Joys of Optimizing JPEGs

April 13, 2005 by
Preserving the important bits of your images

Sure it sounds straightforward enough, this whole business of using Save for Web in Photoshop to compress your beautiful artwork. No problemo, just JPEG that bad boy for all the Internet to see and you'll be set. But wait! In order to get a small file size you're going to have to sacrifice valuable pixel data resulting in quality loss. If you're not careful, your beloved art can get trashed in wretched ways during the compression process when Photoshop starts tossing out pixels here and there. Lucky for us, there's a workaround that still produces download-friendly images with the important bits intact.

In this tutorial, you will learn how to use an Alpha Channel to tell Photoshop where the important bits of your image are, thereby protecting them from the horrors of compression (also called downsampling). You'll also learn what selecting Progressive in the Save for Web dialog box really does.

Step 1: Open the soon-to-be compressed artwork or image. Now stare at it. What's the most important part? Slap a selection around that part with any of the various tools: the Marquee (to select by rectangle or oval shapes), Magic Wand (to select by color), or the various Lasso tools (to select by drawing an area out yourself).

Example: I designed the brochure below for the Apple User Group Program last year, and I wanted to include it in my online portoflio. The thing is so big that I needed to compress it, well, to death. The important part of this piece is not the text, it's the layout and the images at the bottom. The text is way too small to read so I don't really care about the quality of that particular area, and I'm willing to sacrifice more quality loss there than anywhere else.

Step 2: Draw a selection around the aforementioned important bits. I used the rectangular Marquee selection tool on the bottom part, then held down the Shift key and drew another rectangular selection around the headline.

Step 3: Trot up to the Selection menu and choose Save Selection. In the following dialog box, give your selection a name you'll remember.
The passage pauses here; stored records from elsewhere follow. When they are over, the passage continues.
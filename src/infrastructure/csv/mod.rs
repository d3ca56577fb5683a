// ============================================================
// CSV INFRASTRUCTURE
// ============================================================
// File-shape stages of the import pipeline: decode, resolve headers,
// project rows. Everything downstream works on domain types only.

pub mod header_resolver;
pub mod row_projector;
pub mod tabular_decoder;

pub use header_resolver::resolve_headers;
pub use row_projector::project_row;
pub use tabular_decoder::{decode_text, detect_delimiter, serialize_grid, TabularDecoder};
I chose "important bits" :)

Now if you go over to the Layers Palette and click on the Channels tab, you should find a new Channel at the bottom (as shown below). NOTE: If you don't see the Channels tab in your Layers Palette, from the menu bar at the top of your screen select Window > Channels.

Step 4: Choose File > Save for Web. In the Preset area of this freaking *huge* dialog box, click the tiny mask icon on the far right (circled in red below). This is how we're going to tell Photoshop to use our Alpha Channel when it does its color reduction algorithm thang.
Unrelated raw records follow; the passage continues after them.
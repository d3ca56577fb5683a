//! Bulk booking import reconciliation.
//!
//! Composes the pipeline: decode -> resolve headers -> project rows ->
//! match / identify / triage / validate -> aggregate. Strictly a dry run:
//! the output is a report, nothing is written to the store. Given the same
//! file bytes and the same catalog snapshot the whole pass is a pure
//! function; re-running after a catalog change reflects the new catalog
//! because nothing is cached between invocations.

use std::collections::HashSet;
use std::sync::Arc;

use tracing::{debug, info};
use uuid::Uuid;

use crate::application::use_cases::catalog_matcher::{normalize_label, CatalogMatcher};
use crate::application::use_cases::identity_resolver::resolve_identity;
use crate::application::use_cases::row_validator::validate_row;
use crate::application::use_cases::status_deriver::derive_status;
use crate::domain::error::Result;
use crate::domain::import::{
    AnalysisConfig, CanonicalField, CatalogEntry, ImportAnalysis, ImportRow, PreviewRow, RawGrid,
    UnknownLabel,
};
use crate::infrastructure::csv::{project_row, resolve_headers, TabularDecoder};
use crate::infrastructure::db::catalog::CatalogProvider;
use crate::shared::{dates, normalize::normalize};

pub struct ImportAnalysisUseCase {
    catalog: Arc<dyn CatalogProvider>,
    config: AnalysisConfig,
}

impl ImportAnalysisUseCase {
    pub fn new(catalog: Arc<dyn CatalogProvider>, config: AnalysisConfig) -> Self {
        Self { catalog, config }
    }

    /// Analyze an uploaded file for a tenant. The catalog fetch is the one
    /// asynchronous boundary; a fetch failure halts the run with a
    /// `CatalogError` rather than analyzing against an empty catalog.
    pub async fn analyze_bytes(&self, tenant_id: Uuid, bytes: &[u8]) -> Result<ImportAnalysis> {
        let grid = TabularDecoder::from_config(&self.config).decode_bytes(bytes)?;
        let entries = self.catalog.fetch_catalog(tenant_id).await?;
        info!(
            tenant = %tenant_id,
            rows = grid.data_rows().len(),
            catalog_entries = entries.len(),
            "Analyzing booking import"
        );
        Ok(self.analyze_grid(&grid, &entries))
    }

    /// Analyze already-decoded text (the HTTP layer posts text bodies).
    pub async fn analyze_text(&self, tenant_id: Uuid, content: &str) -> Result<ImportAnalysis> {
        let grid = TabularDecoder::from_config(&self.config).decode(content)?;
        let entries = self.catalog.fetch_catalog(tenant_id).await?;
        info!(
            tenant = %tenant_id,
            rows = grid.data_rows().len(),
            catalog_entries = entries.len(),
            "Analyzing booking import"
        );
        Ok(self.analyze_grid(&grid, &entries))
    }

    /// The synchronous core: grid + catalog snapshot -> report.
    pub fn analyze_grid(&self, grid: &RawGrid, entries: &[CatalogEntry]) -> ImportAnalysis {
        let header_row = grid.header_row().unwrap_or(&[]);
        let headers = resolve_headers(header_row);
        debug!(
            resolved = headers.resolved_count(),
            columns = header_row.len(),
            "Resolved headers"
        );

        let rows: Vec<ImportRow> = grid
            .data_rows()
            .iter()
            .enumerate()
            .map(|(i, cells)| project_row(i + 2, cells, &headers))
            .collect();

        self.aggregate(&rows, entries)
    }

    /// Validate every row independently and fold the results into the
    /// report. Counts and sets are order-independent; the preview and the
    /// unknown-label list preserve file order.
    fn aggregate(&self, rows: &[ImportRow], entries: &[CatalogEntry]) -> ImportAnalysis {
        let matcher = CatalogMatcher::new(entries.to_vec());

        let mut customers: HashSet<String> = HashSet::new();
        let mut jobs: HashSet<String> = HashSet::new();
        let mut invalid_rows = Vec::new();
        let mut unknown_labels: Vec<UnknownLabel> = Vec::new();
        let mut preview_rows = Vec::new();

        for row in rows {
            let issues = validate_row(row);
            let catalog_match = matcher.match_label(row.get(CanonicalField::SkipSize));

            if !catalog_match.is_matched() {
                let label = normalize_label(row.get(CanonicalField::SkipSize));
                // A blank size is already a required-field issue; only
                // actual spellings are tallied.
                if !label.is_empty() {
                    match unknown_labels.iter_mut().find(|u| u.label == label) {
                        Some(existing) => existing.count += 1,
                        None => unknown_labels.push(UnknownLabel { label, count: 1 }),
                    }
                }
            }

            customers.insert(resolve_identity(row));

            let job = normalize(row.get(CanonicalField::JobNo));
            if !job.is_empty() {
                jobs.insert(job);
            }

            if preview_rows.len() < self.config.preview_cap {
                preview_rows.push(PreviewRow {
                    status: derive_status(row),
                    catalog: catalog_match,
                    delivery_date: dates::parse_flexible(row.get(CanonicalField::DeliveryDate))
                        .map(dates::to_iso),
                    row: row.clone(),
                });
            }

            if !issues.is_empty() {
                invalid_rows.push(issues);
            }
        }

        let ready_to_import =
            !rows.is_empty() && invalid_rows.is_empty() && unknown_labels.is_empty();

        info!(
            total_rows = rows.len(),
            invalid = invalid_rows.len(),
            unknown_labels = unknown_labels.len(),
            ready = ready_to_import,
            "Import analysis complete"
        );

        ImportAnalysis {
            total_rows: rows.len(),
            unique_customer_count: customers.len(),
            job_count: jobs.len(),
            invalid_rows,
            unknown_catalog_labels: unknown_labels,
            preview_rows,
            ready_to_import,
        }
    }
}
TIP: Checking the Progressive box above will cause your JPEG to load (build, rather) in a web browser little by little. If you leave this box unchecked, the JPEG will come in as a whole image, causing a slight delay as the entire image must download before the browser will display anything. Choosing Progressive will shave a hair or too off image download time, though it's really up to you and how you much of a control freak you are about how your images are displayed :)

Step 5: Next, choose the Channel you previously named in the pull-down menu. In our case, "important bits." Press OK and continue on.
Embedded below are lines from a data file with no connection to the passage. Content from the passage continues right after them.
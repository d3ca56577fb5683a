// ============================================================
// TABULAR DECODER
// ============================================================
// Decode uploaded spreadsheet exports into a raw string grid

use csv::{ReaderBuilder, WriterBuilder};

use crate::domain::error::{AppError, Result};
use crate::domain::import::{AnalysisConfig, RawGrid};

/// Decoder for delimited text with RFC4180-style quoting.
pub struct TabularDecoder {
    /// Delimiter character (default: comma)
    delimiter: u8,

    /// Probe the content for the real delimiter before decoding
    detect_delimiter: bool,

    /// Lines sampled when probing
    sample_lines: usize,
}

impl Default for TabularDecoder {
    fn default() -> Self {
        Self {
            delimiter: b',',
            detect_delimiter: true,
            sample_lines: 10,
        }
    }
}

impl TabularDecoder {
    pub fn new() -> Self {
        Self::default()
    }

    pub fn from_config(config: &AnalysisConfig) -> Self {
        Self {
            delimiter: b',',
            detect_delimiter: config.detect_delimiter,
            sample_lines: config.delimiter_sample_lines,
        }
    }

    /// Set a fixed delimiter and skip detection
    pub fn with_delimiter(mut self, delimiter: u8) -> Self {
        self.delimiter = delimiter;
        self.detect_delimiter = false;
        self
    }

    /// Decode raw upload bytes: UTF-8 first, Windows-1252 for legacy
    /// exports, lossy as the last resort. Never fails on encoding.
    pub fn decode_bytes(&self, bytes: &[u8]) -> Result<RawGrid> {
        let text = decode_text(bytes);
        self.decode(&text)
    }

    /// Decode text into a `RawGrid`.
    ///
    /// Quoted fields may contain delimiters, line breaks and doubled-quote
    /// escapes; an unterminated quote consumes to end of input rather than
    /// failing. Carriage returns are stripped, trailing fully-blank rows
    /// dropped. Empty input is the only decode failure.
    pub fn decode(&self, content: &str) -> Result<RawGrid> {
        if content.trim().is_empty() {
            return Err(AppError::DecodeError("empty input".to_string()));
        }

        // Line feeds terminate rows; a stray CR never should.
        let content = content.replace('\r', "");

        let delimiter = if self.detect_delimiter {
            detect_delimiter(&content, self.sample_lines)
        } else {
            self.delimiter
        };

        let mut reader = ReaderBuilder::new()
            .delimiter(delimiter)
            .has_headers(false)
            .flexible(true) // Allow rows with different lengths
            .from_reader(content.as_bytes());

        let mut rows: Vec<Vec<String>> = Vec::new();
        for result in reader.records() {
            let record = result.map_err(|e| {
                AppError::DecodeError(format!("Failed to decode row {}: {}", rows.len() + 1, e))
            })?;
            rows.push(record.iter().map(|cell| cell.to_string()).collect());
        }

        while rows
            .last()
            .map(|row| row.iter().all(|cell| cell.trim().is_empty()))
            .unwrap_or(false)
        {
            rows.pop();
        }

        if rows.is_empty() {
            return Err(AppError::DecodeError("empty input".to_string()));
        }

        Ok(RawGrid::new(rows))
    }
}

/// Decode upload bytes to text. Strips a UTF-8 BOM when present.
pub fn decode_text(bytes: &[u8]) -> String {
    let text = match std::str::from_utf8(bytes) {
        Ok(text) => text.to_string(),
        Err(_) => {
            let (decoded, _, had_errors) = encoding_rs::WINDOWS_1252.decode(bytes);
            if had_errors {
                String::from_utf8_lossy(bytes).to_string()
            } else {
                decoded.into_owned()
            }
        }
    };
    match text.strip_prefix('\u{feff}') {
        Some(stripped) => stripped.to_string(),
        None => text,
    }
}

/// Detect delimiter from content (comma, semicolon, tab, pipe).
/// Scored by per-line count consistency and frequency; comma wins ties.
pub fn detect_delimiter(content: &str, sample_lines: usize) -> u8 {
    let candidates = [b',', b';', b'\t', b'|'];

    let mut best_delimiter = b',';
    let mut best_score = 0.0f32;

    let lines: Vec<_> = content.lines().take(sample_lines).collect();
    if lines.is_empty() {
        return best_delimiter;
    }

    for &delimiter in &candidates {
        let counts: Vec<usize> = lines
            .iter()
            .map(|line| line.bytes().filter(|&b| b == delimiter).count())
            .collect();

        let avg = counts.iter().sum::<usize>() as f32 / counts.len() as f32;
        let variance = counts
            .iter()
            .map(|&c| (c as f32 - avg).powi(2))
            .sum::<f32>()
            / counts.len() as f32;

        let score = avg / (1.0 + variance.sqrt());
        if score > best_score {
            best_score = score;
            best_delimiter = delimiter;
        }
    }

    best_delimiter
}

/// Re-serialize a grid with the same delimiter/quoting convention. Fields
/// are quoted only when they need it; embedded quotes are doubled.
pub fn serialize_grid(grid: &RawGrid, delimiter: u8) -> Result<String> {
    let mut writer = WriterBuilder::new()
        .delimiter(delimiter)
        .from_writer(Vec::new());

    for row in &grid.rows {
        writer
            .write_record(row)
            .map_err(|e| AppError::Internal(format!("Failed to serialize grid: {}", e)))?;
    }

    let bytes = writer
        .into_inner()
        .map_err(|e| AppError::Internal(format!("Failed to flush grid writer: {}", e)))?;
    String::from_utf8(bytes)
        .map_err(|e| AppError::Internal(format!("Serialized grid is not UTF-8: {}", e)))
}

#[cfg(test)]
mod tests {
    use super::*;

    fn decode(content: &str) -> RawGrid {
        TabularDecoder::new().decode(content).unwrap()
    }

    #[test]
    fn test_decode_simple_grid() {
        let grid = decode("Job No,Skip Size\nJ100,8yd\nJ101,6yd");
        assert_eq!(grid.rows.len(), 3);
        assert_eq!(grid.rows[0], vec!["Job No", "Skip Size"]);
        assert_eq!(grid.rows[2], vec!["J101", "6yd"]);
    }

    #[test]
    fn test_quoted_field_with_comma_and_doubled_quote() {
        let grid = decode("Company\n\"Smith, \"\"Big\"\" Ltd\"");
        assert_eq!(grid.rows[1][0], "Smith, \"Big\" Ltd");
        assert_eq!(grid.rows[1].len(), 1);
    }

    #[test]
    fn test_quoted_field_with_embedded_newline() {
        let grid = decode("Notes\n\"line one\nline two\"\nafter");
        assert_eq!(grid.rows.len(), 3);
        assert_eq!(grid.rows[1][0], "line one\nline two");
        assert_eq!(grid.rows[2][0], "after");
    }

    #[test]
    fn test_carriage_returns_are_stripped() {
        let grid = decode("A,B\r\n1,2\r\n");
        assert_eq!(grid.rows.len(), 2);
        assert_eq!(grid.rows[1], vec!["1", "2"]);
    }

    #[test]
    fn test_trailing_blank_rows_dropped() {
        let grid = decode("A,B\n1,2\n,\n   ,\n");
        assert_eq!(grid.rows.len(), 2);
    }

    #[test]
    fn test_empty_input_is_a_decode_error() {
        assert!(TabularDecoder::new().decode("").is_err());
        assert!(TabularDecoder::new().decode("  \n \n").is_err());
        assert!(TabularDecoder::new().decode_bytes(b"").is_err());
    }

    #[test]
    fn test_unterminated_quote_consumes_to_end() {
        let grid = decode("A\n\"open,never closed\nstill the same cell");
        assert_eq!(grid.rows.len(), 2);
        assert_eq!(grid.rows[1][0], "open,never closed\nstill the same cell");
    }

    #[test]
    fn test_detect_delimiter() {
        assert_eq!(detect_delimiter("a,b,c\nd,e,f", 10), b',');
        assert_eq!(detect_delimiter("a;b;c\nd;e;f", 10), b';');
        assert_eq!(detect_delimiter("a|b|c\nd|e|f", 10), b'|');
    }

    #[test]
    fn test_semicolon_export_decodes_via_detection() {
        let grid = decode("Job No;Skip Size\nJ100;8yd");
        assert_eq!(grid.rows[1], vec!["J100", "8yd"]);
    }

    #[test]
    fn test_windows_1252_fallback() {
        // 0xA3 is the pound sign in Windows-1252 and invalid UTF-8.
        let grid = TabularDecoder::new()
            .decode_bytes(b"Total\n\xA350.00")
            .unwrap();
        assert_eq!(grid.rows[1][0], "\u{a3}50.00");
    }

    #[test]
    fn test_bom_is_stripped_from_first_header() {
        let grid = TabularDecoder::new()
            .decode_bytes("\u{feff}Job No,Size\nJ1,8yd".as_bytes())
            .unwrap();
        assert_eq!(grid.rows[0][0], "Job No");
    }

    #[test]
    fn test_round_trip_preserves_cell_values() {
        let original = "Name,Notes\n\"Smith, \"\"Big\"\" Ltd\",\"two\nlines\"\nplain,cell\n";
        let decoder = TabularDecoder::new().with_delimiter(b',');
        let grid = decoder.decode(original).unwrap();
        let serialized = serialize_grid(&grid, b',').unwrap();
        let reparsed = decoder.decode(&serialized).unwrap();
        assert_eq!(grid.rows, reparsed.rows);
    }
}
Step 6: Back in the Save for Web dialog, you'll notice that the little mask icon we clicked on above has now darkened on that particular thumbnail. NOTE: Photoshop does not apply the Alpha Channel to any other preview thumbnails, only the one you had selected when you clicked on the mask icon originally.

Notice how the file size is a little smaller on the thumbnail using the Alpha Channel (top), than it is on the other one (bottom).

It's easy to see how this technique can shave valuable seconds off download time, especially in a digital portfolio. Though we shaved off merely a second in our example, time savings will vary depending upon the number of colors in your graphic, initial size, etc.